Aspergillus carbonarius is the main producer of Ochratoxin A (OTA) in grape, a mycotoxin frequently detected in grapes and derivatives and classified as a possible human carcinogen by the IARC. Several molecular methods are available for A. carbonarius detection and quantification, although the correlation between the consistency of fungal population and OTA contamination needs to be improved. This study aimed to develop new quantitative PCR (qPCR) and digital droplet PCR (ddPCR) to quantify A. carbonarius OTA-producing strains based on the key gene AcOTApks (otaA). Different primers/probe sets targeting the AcOTApks gene were obtained and validated for their specificity in silico and then using the gDNA of different OTA-producing Aspergillus spp. and a panel of bacteria and fungi commonly associated with grapes. The method allowed to quantify up to 100 fg μL-1 (Cq=37) and 10 fg μL-1 (0.38 copies∙μL-1) of gDNA extracted from A. carbonarius mycelium in qPCR and ddPCR, respectively. The sensitivity with artificially contaminated must samples was up to 100 conidia (Cq=38) and 1 conidium (0.13 copies∙μL-1), with qPCR and ddPCR, respectively.

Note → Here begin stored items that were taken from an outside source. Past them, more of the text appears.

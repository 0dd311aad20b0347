//! Record aggregator: pure functions from an in-memory record collection
//! to the derived views the dashboard charts and reports consume. No side
//! effects, no external calls.

use serde::Serialize;

use crate::record::SalesRecord;

/// Bucket label for records missing a city or business value.
pub const UNSPECIFIED: &str = "Sin especificar";
/// Bucket label for records whose date cannot produce a month key.
pub const NO_DATE: &str = "Sin fecha";
/// Bucket label for records missing a salesperson.
pub const NO_SALESPERSON: &str = "Sin vendedor";

/// Scalar KPIs shown at the top of the analytics view.
#[derive(Debug, Clone, PartialEq, Serialize)]
pub struct Kpis {
    pub total_records: usize,
    pub total_quantity: f64,
    /// Mean quantity per record, rounded to the nearest integer; 0 when
    /// there are no records.
    pub mean_quantity: i64,
    /// Number of distinct non-empty city values.
    pub active_cities: usize,
}

/// Sums `quantity` per key, preserving first-seen key order so the result
/// is deterministic for identical input order.
fn group_sum<F>(records: &[SalesRecord], fallback: &str, key_of: F) -> Vec<(String, f64)>
where
    F: Fn(&SalesRecord) -> &str,
{
    let mut groups: Vec<(String, f64)> = Vec::new();
    for record in records {
        let key = match key_of(record).trim() {
            "" => fallback,
            k => k,
        };
        match groups.iter_mut().find(|(k, _)| k == key) {
            Some((_, sum)) => *sum += record.quantity,
            None => groups.push((key.to_string(), record.quantity)),
        }
    }
    groups
}

/// Units per city; empty cities land in the "Sin especificar" bucket.
pub fn by_city(records: &[SalesRecord]) -> Vec<(String, f64)> {
    group_sum(records, UNSPECIFIED, |r| &r.city)
}

/// Units per business type; empty values land in "Sin especificar".
pub fn by_business(records: &[SalesRecord]) -> Vec<(String, f64)> {
    group_sum(records, UNSPECIFIED, |r| &r.business)
}

/// Extracts the `YYYY-MM` month key from a canonical date string.
///
/// Prefers a literal prefix match over re-parsing so the key can never
/// drift by a day across timezones; falls back to a full parse for
/// non-canonical strings.
fn month_key(date: &str) -> Option<String> {
    let bytes = date.as_bytes();
    if bytes.len() >= 7
        && bytes[..4].iter().all(|b| b.is_ascii_digit())
        && bytes[4] == b'-'
        && bytes[5..7].iter().all(|b| b.is_ascii_digit())
    {
        return Some(date[..7].to_string());
    }
    crate::normalize::parse_date_str(date).map(|d| d.format("%Y-%m").to_string())
}

/// Units per calendar month, sorted ascending by `YYYY-MM` key. Records
/// without a usable date are bucketed as "Sin fecha" and dropped from the
/// series (they still count toward the KPIs).
pub fn monthly_series(records: &[SalesRecord]) -> Vec<(String, f64)> {
    let mut groups: Vec<(String, f64)> = Vec::new();
    for record in records {
        let key = month_key(&record.date).unwrap_or_else(|| NO_DATE.to_string());
        match groups.iter_mut().find(|(k, _)| *k == key) {
            Some((_, sum)) => *sum += record.quantity,
            None => groups.push((key, record.quantity)),
        }
    }

    let mut series: Vec<(String, f64)> =
        groups.into_iter().filter(|(k, _)| k != NO_DATE).collect();
    series.sort_by(|(a, _), (b, _)| a.cmp(b));
    series
}

/// Top 10 salespeople by summed units, descending. The sort is stable so
/// ties keep their first-seen order.
pub fn top_salespeople(records: &[SalesRecord]) -> Vec<(String, f64)> {
    let mut groups = group_sum(records, NO_SALESPERSON, |r| &r.salesperson);
    groups.sort_by(|(_, a), (_, b)| b.partial_cmp(a).unwrap_or(std::cmp::Ordering::Equal));
    groups.truncate(10);
    groups
}

/// Scalar KPIs over the whole collection.
pub fn kpis(records: &[SalesRecord]) -> Kpis {
    let total_records = records.len();
    let total_quantity: f64 = records.iter().map(|r| r.quantity).sum();
    let mean_quantity = if total_records > 0 {
        (total_quantity / total_records as f64).round() as i64
    } else {
        0
    };

    let mut cities: Vec<&str> = records
        .iter()
        .map(|r| r.city.trim())
        .filter(|c| !c.is_empty())
        .collect();
    cities.sort_unstable();
    cities.dedup();

    Kpis {
        total_records,
        total_quantity,
        mean_quantity,
        active_cities: cities.len(),
    }
}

The methods were validated on naturally infected grape must samples, and the quantification of the fungus, in both cases, highly correlated (r= 0.8) with OTA amount in the samples. In conclusion, we report new molecular diagnostic methods in ddPCR and qPCR, targeting the AcOTApks gene, which can be helpful in the management of OTA contamination in grapes and derivatives to ensure wine safety with a sustainable approach.